* [Given entries]:
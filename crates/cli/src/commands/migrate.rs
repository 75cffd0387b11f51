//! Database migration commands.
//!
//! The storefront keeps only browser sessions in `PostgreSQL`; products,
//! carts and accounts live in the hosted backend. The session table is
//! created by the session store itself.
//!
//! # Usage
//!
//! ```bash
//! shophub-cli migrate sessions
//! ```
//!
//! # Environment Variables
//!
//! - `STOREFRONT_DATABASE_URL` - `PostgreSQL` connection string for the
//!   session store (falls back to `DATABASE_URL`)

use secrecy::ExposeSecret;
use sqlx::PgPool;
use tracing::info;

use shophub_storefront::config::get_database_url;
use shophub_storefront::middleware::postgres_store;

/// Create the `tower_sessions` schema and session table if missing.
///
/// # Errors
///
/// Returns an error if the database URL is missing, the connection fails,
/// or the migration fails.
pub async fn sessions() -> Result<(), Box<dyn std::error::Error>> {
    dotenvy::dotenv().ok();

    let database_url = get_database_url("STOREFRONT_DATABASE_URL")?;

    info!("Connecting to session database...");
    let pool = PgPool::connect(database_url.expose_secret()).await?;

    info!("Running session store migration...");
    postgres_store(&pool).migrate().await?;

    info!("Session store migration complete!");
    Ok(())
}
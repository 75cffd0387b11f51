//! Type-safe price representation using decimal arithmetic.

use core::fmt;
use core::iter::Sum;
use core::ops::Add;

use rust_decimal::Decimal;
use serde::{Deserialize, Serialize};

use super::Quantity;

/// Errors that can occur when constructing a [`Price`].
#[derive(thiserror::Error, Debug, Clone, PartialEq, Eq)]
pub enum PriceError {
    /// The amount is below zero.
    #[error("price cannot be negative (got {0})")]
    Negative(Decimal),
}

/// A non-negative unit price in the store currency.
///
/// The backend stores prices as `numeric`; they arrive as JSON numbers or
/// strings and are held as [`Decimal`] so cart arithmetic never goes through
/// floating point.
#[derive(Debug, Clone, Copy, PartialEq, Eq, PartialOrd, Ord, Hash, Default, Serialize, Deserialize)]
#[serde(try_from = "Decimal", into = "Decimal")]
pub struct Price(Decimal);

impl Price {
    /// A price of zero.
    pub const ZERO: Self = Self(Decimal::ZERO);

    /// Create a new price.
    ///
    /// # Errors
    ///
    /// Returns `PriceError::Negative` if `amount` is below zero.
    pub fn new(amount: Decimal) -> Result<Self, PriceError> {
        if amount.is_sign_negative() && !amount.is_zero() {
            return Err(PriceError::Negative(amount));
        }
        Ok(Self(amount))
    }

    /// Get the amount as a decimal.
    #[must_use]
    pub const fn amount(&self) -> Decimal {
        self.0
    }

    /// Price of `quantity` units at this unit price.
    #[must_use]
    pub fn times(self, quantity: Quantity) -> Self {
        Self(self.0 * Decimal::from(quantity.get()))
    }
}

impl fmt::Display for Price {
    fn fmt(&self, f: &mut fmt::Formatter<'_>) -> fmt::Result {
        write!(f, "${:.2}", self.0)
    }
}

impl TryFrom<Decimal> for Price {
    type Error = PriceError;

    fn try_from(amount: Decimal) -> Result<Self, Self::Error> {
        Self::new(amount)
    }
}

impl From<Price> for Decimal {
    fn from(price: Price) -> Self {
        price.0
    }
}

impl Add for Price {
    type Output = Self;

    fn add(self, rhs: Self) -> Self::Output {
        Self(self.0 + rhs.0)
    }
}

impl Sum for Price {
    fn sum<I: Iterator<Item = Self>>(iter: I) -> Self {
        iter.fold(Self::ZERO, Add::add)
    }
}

* [What is expected]: Every piece of the data must be set down exactly. Omit nothing.

* [Solution]:
filename crates/cli/src/commands/migrate.rs
repository 75cffd0387b11f51
//! Database migration commands.
//!
//! The storefront keeps only browser sessions in `PostgreSQL`; products,
//! carts and accounts live in the hosted backend. The session table is
//! created by the session store itself.
//!
//! # Usage
//!
//! ```bash
//! shophub-cli migrate sessions
//! ```
//!
//! # Environment Variables
//!
//! - `STOREFRONT_DATABASE_URL` - `PostgreSQL` connection string for the
//!   session store (falls back to `DATABASE_URL`)

use secrecy::ExposeSecret;
use sqlx::PgPool;
use tracing::info;

use shophub_storefront::config::get_database_url;
use shophub_storefront::middleware::postgres_store;

/// Create the `tower_sessions` schema and session table if missing.
///
/// # Errors
///
/// Returns an error if the database URL is missing, the connection fails,
/// or the migration fails.
pub async fn sessions() -> Result<(), Box<dyn std::error::Error>> {
    dotenvy::dotenv().ok();

    let database_url = get_database_url("STOREFRONT_DATABASE_URL")?;

    info!("Connecting to session database...");
    let pool = PgPool::connect(database_url.expose_secret()).await?;

    info!("Running session store migration...");
    postgres_store(&pool).migrate().await?;

    info!("Session store migration complete!");
    Ok(())
}
repository 75cffd0387b11f51
//! Type-safe price representation using decimal arithmetic.

use core::fmt;
use core::iter::Sum;
use core::ops::Add;

use rust_decimal::Decimal;
use serde::{Deserialize, Serialize};

use super::Quantity;

/// Errors that can occur when constructing a [`Price`].
#[derive(thiserror::Error, Debug, Clone, PartialEq, Eq)]
pub enum PriceError {
    /// The amount is below zero.
    #[error("price cannot be negative (got {0})")]
    Negative(Decimal),
}

/// A non-negative unit price in the store currency.
///
/// The backend stores prices as `numeric`; they arrive as JSON numbers or
/// strings and are held as [`Decimal`] so cart arithmetic never goes through
/// floating point.
#[derive(Debug, Clone, Copy, PartialEq, Eq, PartialOrd, Ord, Hash, Default, Serialize, Deserialize)]
#[serde(try_from = "Decimal", into = "Decimal")]
pub struct Price(Decimal);

impl Price {
    /// A price of zero.
    pub const ZERO: Self = Self(Decimal::ZERO);

    /// Create a new price.
    ///
    /// # Errors
    ///
    /// Returns `PriceError::Negative` if `amount` is below zero.
    pub fn new(amount: Decimal) -> Result<Self, PriceError> {
        if amount.is_sign_negative() && !amount.is_zero() {
            return Err(PriceError::Negative(amount));
        }
        Ok(Self(amount))
    }

    /// Get the amount as a decimal.
    #[must_use]
    pub const fn amount(&self) -> Decimal {
        self.0
    }

    /// Price of `quantity` units at this unit price.
    #[must_use]
    pub fn times(self, quantity: Quantity) -> Self {
        Self(self.0 * Decimal::from(quantity.get()))
    }
}

impl fmt::Display for Price {
    fn fmt(&self, f: &mut fmt::Formatter<'_>) -> fmt::Result {
        write!(f, "${:.2}", self.0)
    }
}

impl TryFrom<Decimal> for Price {
    type Error = PriceError;

    fn try_from(amount: Decimal) -> Result<Self, Self::Error> {
        Self::new(amount)
    }
}

impl From<Price> for Decimal {
    fn from(price: Price) -> Self {
        price.0
    }
}

impl Add for Price {
    type Output = Self;

    fn add(self, rhs: Self) -> Self::Output {
        Self(self.0 + rhs.0)
    }
}

impl Sum for Price {
    fn sum<I: Iterator<Item = Self>>(iter: I) -> Self {
        iter.fold(Self::ZERO, Add::add)
    }
}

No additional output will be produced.